- Opening Delimiter -
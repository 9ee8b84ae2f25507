//! Navigation guards for protected views.

use std::sync::Arc;

use tricol_auth::AuthContext;

use crate::navigation::{Navigator, Route};

/// Lets a navigation through only while the session holds a valid token.
#[derive(Clone)]
pub struct AuthGuard {
    ctx: AuthContext,
    navigator: Arc<dyn Navigator>,
}

impl AuthGuard {
    pub fn new(ctx: AuthContext, navigator: Arc<dyn Navigator>) -> Self {
        Self { ctx, navigator }
    }

    /// Whether `url` may be shown.
    ///
    /// On refusal the user is sent to the login view, which will bring them
    /// back to `url` after signing in.
    pub fn can_activate(&self, url: &str) -> bool {
        let authenticated = self.ctx.is_authenticated();
        tracing::debug!(url, authenticated, "auth guard check");
        if authenticated {
            return true;
        }

        self.navigator.navigate(&Route::login_with_return(url));
        false
    }
}

/// Requires a specific permission on top of an authenticated session.
#[derive(Clone)]
pub struct PermissionGuard {
    auth: AuthGuard,
}

impl PermissionGuard {
    pub fn new(ctx: AuthContext, navigator: Arc<dyn Navigator>) -> Self {
        Self {
            auth: AuthGuard::new(ctx, navigator),
        }
    }

    /// Anonymous users go to the login view; signed-in users lacking
    /// `permission` go back to the dashboard.
    pub fn can_activate(&self, url: &str, permission: &str) -> bool {
        if !self.auth.can_activate(url) {
            return false;
        }
        if self.auth.ctx.permissions().has_permission(permission) {
            return true;
        }

        tracing::warn!(url, permission, "missing permission for view");
        self.auth.navigator.navigate(&Route::dashboard());
        false
    }
}

#[cfg(test)]
mod tests {
    use super::*;
    use crate::navigation::{RETURN_URL_PARAM, RecordingNavigator};
    use chrono::{Duration, Utc};
    use tricol_auth::TokenPair;

    fn session_with(perms: &[&str]) -> AuthContext {
        let ctx = AuthContext::in_memory();
        let access_token = jsonwebtoken::encode(
            &jsonwebtoken::Header::default(),
            &serde_json::json!({
                "sub": "magasin@tricol.ma",
                "exp": (Utc::now() + Duration::minutes(30)).timestamp(),
                "authorities": perms,
            }),
            &jsonwebtoken::EncodingKey::from_secret(b"test-secret"),
        )
        .expect("failed to encode jwt");
        ctx.begin_session(&TokenPair {
            access_token,
            refresh_token: "refresh".into(),
        });
        ctx
    }

    #[test]
    fn anonymous_user_is_sent_to_login_with_return_url() {
        let nav = Arc::new(RecordingNavigator::new());
        let guard = AuthGuard::new(AuthContext::in_memory(), nav.clone());

        assert!(!guard.can_activate("/dashboard"));
        let route = nav.last().unwrap();
        assert!(route.is_login());
        assert_eq!(route.query_param(RETURN_URL_PARAM), Some("/dashboard"));
    }

    #[test]
    fn authenticated_user_passes() {
        let nav = Arc::new(RecordingNavigator::new());
        let guard = AuthGuard::new(session_with(&[]), nav.clone());

        assert!(guard.can_activate("/dashboard"));
        assert!(nav.history().is_empty());
    }

    #[test]
    fn permission_guard_checks_stripped_authorities() {
        let nav = Arc::new(RecordingNavigator::new());
        let guard = PermissionGuard::new(session_with(&["ROLE_MAGASINIER"]), nav.clone());

        assert!(guard.can_activate("/stock", "MAGASINIER"));
        assert!(!guard.can_activate("/fournisseurs", "ADMIN"));
        assert_eq!(nav.history(), vec![Route::dashboard()]);
    }

    #[test]
    fn permission_guard_sends_anonymous_users_to_login() {
        let nav = Arc::new(RecordingNavigator::new());
        let guard = PermissionGuard::new(AuthContext::in_memory(), nav.clone());

        assert!(!guard.can_activate("/fournisseurs", "ADMIN"));
        assert!(nav.last().unwrap().is_login());
    }
}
- Closing Delimiter -
▸ Instructions to follow
Your answer should be the records themselves, returned word for word.

▸ Result of this exercise
repository 9ee8b84ae2f25507
//! Navigation guards for protected views.

use std::sync::Arc;

use tricol_auth::AuthContext;

use crate::navigation::{Navigator, Route};

/// Lets a navigation through only while the session holds a valid token.
#[derive(Clone)]
pub struct AuthGuard {
    ctx: AuthContext,
    navigator: Arc<dyn Navigator>,
}

impl AuthGuard {
    pub fn new(ctx: AuthContext, navigator: Arc<dyn Navigator>) -> Self {
        Self { ctx, navigator }
    }

    /// Whether `url` may be shown.
    ///
    /// On refusal the user is sent to the login view, which will bring them
    /// back to `url` after signing in.
    pub fn can_activate(&self, url: &str) -> bool {
        let authenticated = self.ctx.is_authenticated();
        tracing::debug!(url, authenticated, "auth guard check");
        if authenticated {
            return true;
        }

        self.navigator.navigate(&Route::login_with_return(url));
        false
    }
}

/// Requires a specific permission on top of an authenticated session.
#[derive(Clone)]
pub struct PermissionGuard {
    auth: AuthGuard,
}

impl PermissionGuard {
    pub fn new(ctx: AuthContext, navigator: Arc<dyn Navigator>) -> Self {
        Self {
            auth: AuthGuard::new(ctx, navigator),
        }
    }

    /// Anonymous users go to the login view; signed-in users lacking
    /// `permission` go back to the dashboard.
    pub fn can_activate(&self, url: &str, permission: &str) -> bool {
        if !self.auth.can_activate(url) {
            return false;
        }
        if self.auth.ctx.permissions().has_permission(permission) {
            return true;
        }

        tracing::warn!(url, permission, "missing permission for view");
        self.auth.navigator.navigate(&Route::dashboard());
        false
    }
}

#[cfg(test)]
mod tests {
    use super::*;
    use crate::navigation::{RETURN_URL_PARAM, RecordingNavigator};
    use chrono::{Duration, Utc};
    use tricol_auth::TokenPair;

    fn session_with(perms: &[&str]) -> AuthContext {
        let ctx = AuthContext::in_memory();
        let access_token = jsonwebtoken::encode(
            &jsonwebtoken::Header::default(),
            &serde_json::json!({
                "sub": "magasin@tricol.ma",
                "exp": (Utc::now() + Duration::minutes(30)).timestamp(),
                "authorities": perms,
            }),
            &jsonwebtoken::EncodingKey::from_secret(b"test-secret"),
        )
        .expect("failed to encode jwt");
        ctx.begin_session(&TokenPair {
            access_token,
            refresh_token: "refresh".into(),
        });
        ctx
    }

    #[test]
    fn anonymous_user_is_sent_to_login_with_return_url() {
        let nav = Arc::new(RecordingNavigator::new());
        let guard = AuthGuard::new(AuthContext::in_memory(), nav.clone());

        assert!(!guard.can_activate("/dashboard"));
        let route = nav.last().unwrap();
        assert!(route.is_login());
        assert_eq!(route.query_param(RETURN_URL_PARAM), Some("/dashboard"));
    }

    #[test]
    fn authenticated_user_passes() {
        let nav = Arc::new(RecordingNavigator::new());
        let guard = AuthGuard::new(session_with(&[]), nav.clone());

        assert!(guard.can_activate("/dashboard"));
        assert!(nav.history().is_empty());
    }

    #[test]
    fn permission_guard_checks_stripped_authorities() {
        let nav = Arc::new(RecordingNavigator::new());
        let guard = PermissionGuard::new(session_with(&["ROLE_MAGASINIER"]), nav.clone());

        assert!(guard.can_activate("/stock", "MAGASINIER"));
        assert!(!guard.can_activate("/fournisseurs", "ADMIN"));
        assert_eq!(nav.history(), vec![Route::dashboard()]);
    }

    #[test]
    fn permission_guard_sends_anonymous_users_to_login() {
        let nav = Arc::new(RecordingNavigator::new());
        let guard = PermissionGuard::new(AuthContext::in_memory(), nav.clone());

        assert!(!guard.can_activate("/fournisseurs", "ADMIN"));
        assert!(nav.last().unwrap().is_login());
    }
}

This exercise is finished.